REFLECTIONS ON A SUNDAY AFTERNOON BICYCLE RIDE
Copyright © 1991, by Bill Becker
After church this morning I went out for a bike ride, and found myself on Parkway Calabasas, south
of here. The roadway shares a valley bottom with a golf course, flanked by two giant gated
communities on the hillsides — Westridge on the north, and Calabasas Park Estates on the south.
The Estates, which I had pedaled through while they were still under construction a year or so
ago, were now complete, and rows of white banners waved an invitation to stop by and check them
out. Large fountains marked the two entrances, where centered guard kiosks stood separated from
the gates by just enough space for a confused non-resident to turn around.
The fountains were beautiful — 10-15 feet high, and covered with azure tiles. Ample water, sounding like a
riparian brook, cascaded down stepped sections to a barely turbulent pool below.
Across the golf course to the north, Westridge, now several years old, more than approached the horizon, it
was the horizon. The homes, large and appearing pure white, and in stark contrast to the deep blue sky behind
them, seemed literally to march along the ridge-top.
The only flaw in the whole scene was the golf course itself. It being winter, much of the grass had turned brown,
although there were a few patches of green. Two young girls on motor scooters waved on their way back from a
sight-seeing adventure. I rode to where they had come from, and stopped at a fence. Behind it, I guessed, would
be built the next phase of this redoubt.
I imagined what it must be like to live here. In contrast to the low self-esteem suffered by Americans in our
lower socio-economic classes (who were themselves the subject of a blue-ribbon study of why they allowed their
circumstances to stop them from achieving the American Dream), the odds are that feelings of pride, virtue,
gratitude, maybe even a little smugness, are dominant in Westridge and Estate homeowners as they nod in friendly
recognition to the guards who allow them access to their homes.

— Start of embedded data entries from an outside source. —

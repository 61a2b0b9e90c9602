//! Shared per-session state.

use crate::channel::{SessionChannel, ShellStream};
use crate::credentials::Credentials;
use crate::error::{Result, SessionError};
use crate::options::AdvancedOptions;
use crate::transport::SshTransport;

use super::prompt::PromptModel;

/// State shared by every vendor session: the owned transport and channel,
/// the learned prompts, and the mode flags.
///
/// A connected core owns exactly one SSH transport and at most one shell
/// channel; tests may attach a bare shell with no transport behind it.
pub struct SessionCore {
    pub(crate) credentials: Credentials,
    pub(crate) options: AdvancedOptions,

    transport: Option<SshTransport>,
    channel: Option<SessionChannel>,

    pub(crate) prompt: PromptModel,

    /// Accumulated login banner / early output, kept for auto-detection.
    pub(crate) banner: String,

    pub(crate) in_enable_mode: bool,
    pub(crate) in_config_mode: bool,
    pub(crate) in_shell_mode: bool,
    pub(crate) in_operational_mode: bool,

    unhealthy: bool,
}

impl SessionCore {
    pub fn new(credentials: Credentials, options: AdvancedOptions) -> Self {
        Self {
            credentials,
            options,
            transport: None,
            channel: None,
            prompt: PromptModel::default(),
            banner: String::new(),
            in_enable_mode: false,
            in_config_mode: false,
            in_shell_mode: false,
            in_operational_mode: false,
            unhealthy: false,
        }
    }

    /// The credentials this session was built with.
    pub fn credentials(&self) -> &Credentials {
        &self.credentials
    }

    /// The options this session was built with.
    pub fn options(&self) -> &AdvancedOptions {
        &self.options
    }

    /// The learned prompt state.
    pub fn prompt(&self) -> &PromptModel {
        &self.prompt
    }

    /// Banner and early output collected during login.
    pub fn banner(&self) -> &str {
        &self.banner
    }

    /// Whether the session has escalated to privileged mode.
    pub fn in_enable_mode(&self) -> bool {
        self.in_enable_mode
    }

    /// Whether the session is sitting at a configuration prompt.
    pub fn in_config_mode(&self) -> bool {
        self.in_config_mode
    }

    /// Whether the session is in a vendor's shell stage (Versa boot
    /// shell, UniFi login shell).
    pub fn in_shell_mode(&self) -> bool {
        self.in_shell_mode
    }

    /// Whether the session is in operational (non-config) CLI mode.
    pub fn in_operational_mode(&self) -> bool {
        self.in_operational_mode
    }

    /// Attach a transport and its shell channel.
    ///
    /// `transport` is `None` when the shell is injected from outside (mock
    /// shells in tests; tunneled shells own their transport elsewhere).
    pub fn attach(&mut self, transport: Option<SshTransport>, shell: Box<dyn ShellStream>) {
        self.transport = transport;
        self.channel = Some(SessionChannel::new(shell));
        self.unhealthy = false;
    }

    /// The shell channel, or `NotConnected`.
    pub fn channel_mut(&mut self) -> Result<&mut SessionChannel> {
        self.channel
            .as_mut()
            .ok_or_else(|| SessionError::NotConnected.into())
    }

    /// Whether the session currently owns a live channel (and transport,
    /// when one is attached).
    pub fn is_connected(&self) -> bool {
        let channel_open = self.channel.as_ref().map(|c| c.is_open()).unwrap_or(false);
        let transport_open = self.transport.as_ref().map(|t| t.is_open()).unwrap_or(true);
        channel_open && transport_open
    }

    /// Mark the session unusable; the pool will not hand it out again.
    pub fn mark_unhealthy(&mut self) {
        self.unhealthy = true;
    }

    /// Whether the session is still fit for reuse.
    pub fn is_healthy(&self) -> bool {
        !self.unhealthy
    }

    /// Close the channel and transport and reset mode state. Safe to call
    /// repeatedly.
    pub async fn teardown(&mut self) {
        if let Some(channel) = self.channel.as_mut() {
            let _ = channel.close().await;
        }
        self.channel = None;

        if let Some(transport) = self.transport.take() {
            let _ = transport.close().await;
        }

        self.in_enable_mode = false;
        self.in_config_mode = false;
        self.in_shell_mode = false;
        self.in_operational_mode = false;
    }
}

As the gate swings open, some friendly banter between the guard and the homeowner is likely — perhaps a question
about the kids to deepen the bond between the protectors and those whom they protect. And why not? Hasn't this
bond, once a lynchpin of America's virtue, long ago been broken in the society outside the gates?

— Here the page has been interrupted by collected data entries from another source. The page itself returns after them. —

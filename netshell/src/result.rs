//! Result value for a device operation.

use chrono::{DateTime, Utc};
use serde::Serialize;

/// Outcome of a single operation against a device.
///
/// This is the value handed back to the workflow wrapper: sanitized
/// output, a success flag, and timing metadata. It is a pure value;
/// nothing in it keeps the session alive.
#[derive(Debug, Clone, Serialize)]
#[serde(rename_all = "camelCase")]
pub struct CommandResult {
    /// The command (or summary of commands) that was executed.
    pub command: String,

    /// Sanitized output: no echo, trailing prompt, ANSI, or pager markers.
    pub output: String,

    /// Whether the operation succeeded.
    pub success: bool,

    /// Failure message when `success` is false.
    #[serde(skip_serializing_if = "Option::is_none")]
    pub error: Option<String>,

    /// Device-type tag the session was dispatched as.
    pub device_type: String,

    /// Target host.
    pub host: String,

    /// When the operation completed.
    pub timestamp: DateTime<Utc>,

    /// Wall-clock duration of the operation.
    pub execution_time_millis: u64,

    /// Connection attempts beyond the first, when retries happened.
    #[serde(skip_serializing_if = "Option::is_none")]
    pub connection_retries: Option<u32>,

    /// Command re-executions beyond the first, when retries happened.
    #[serde(skip_serializing_if = "Option::is_none")]
    pub command_retries: Option<u32>,
}

impl CommandResult {
    /// Create a successful result.
    pub fn ok(
        command: impl Into<String>,
        output: impl Into<String>,
        device_type: impl Into<String>,
        host: impl Into<String>,
    ) -> Self {
        Self {
            command: command.into(),
            output: output.into(),
            success: true,
            error: None,
            device_type: device_type.into(),
            host: host.into(),
            timestamp: Utc::now(),
            execution_time_millis: 0,
            connection_retries: None,
            command_retries: None,
        }
    }

    /// Create a failed result.
    pub fn failed(
        command: impl Into<String>,
        output: impl Into<String>,
        error: impl Into<String>,
        device_type: impl Into<String>,
        host: impl Into<String>,
    ) -> Self {
        Self {
            command: command.into(),
            output: output.into(),
            success: false,
            error: Some(error.into()),
            device_type: device_type.into(),
            host: host.into(),
            timestamp: Utc::now(),
            execution_time_millis: 0,
            connection_retries: None,
            command_retries: None,
        }
    }

    /// Set the execution duration.
    pub fn with_elapsed(mut self, elapsed: std::time::Duration) -> Self {
        self.execution_time_millis = elapsed.as_millis() as u64;
        self
    }

    /// Check if the output contains a substring.
    pub fn contains(&self, pattern: &str) -> bool {
        self.output.contains(pattern)
    }
}

impl std::fmt::Display for CommandResult {
    fn fmt(&self, f: &mut std::fmt::Formatter<'_>) -> std::fmt::Result {
        write!(f, "{}", self.output)
    }
}

#[cfg(test)]
mod tests {
    use super::*;

    #[test]
    fn test_serialized_shape() {
        let result = CommandResult::ok("show version", "Cisco IOS", "cisco_ios", "10.0.0.1");
        let json = serde_json::to_value(&result).unwrap();
        assert_eq!(json["command"], "show version");
        assert_eq!(json["deviceType"], "cisco_ios");
        assert_eq!(json["success"], true);
        // Optional fields are omitted when unset
        assert!(json.get("error").is_none());
        assert!(json.get("connectionRetries").is_none());
    }

    #[test]
    fn test_failed_result_carries_error() {
        let result = CommandResult::failed("bad", "", "invalid command", "cisco_ios", "h");
        assert!(!result.success);
        assert_eq!(result.error.as_deref(), Some("invalid command"));
    }
}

I'll wager, too, that the guards themselves are proud to press the buttons that activate the gates; so too must
the gardeners and other service workers feel pride at being among the select few to be allowed in. If they are
lucky, those who built the complex are now working somewhere else, but my own experience tells me that they are
still swapping stories about the expensive tile in this house, or the huge sunken tub in that, or comparing
notes on the layout of this development versus another, perhaps even more impressive one that they were once
privileged to work on.
Finally, the gate closes behind the homeowner. The world has been left behind, and the houses standing on each
side of the street, sentinel-like in their essential uniformity, proclaim that here, as perhaps nowhere else in
the world, is SAFETY.
"God's in his heaven and all's well with the world" might well express my own sense of well-being were I to
complete this final leg of the journey home. Would I — could I — risk losing my place in this heaven-on-earth,
especially for the sake of such ill-defined and poorly conceived goals as are proposed by our well-meaning, but
decidedly amateur, economists? (A "fairer" distribution of wealth, for example.) Would anyone?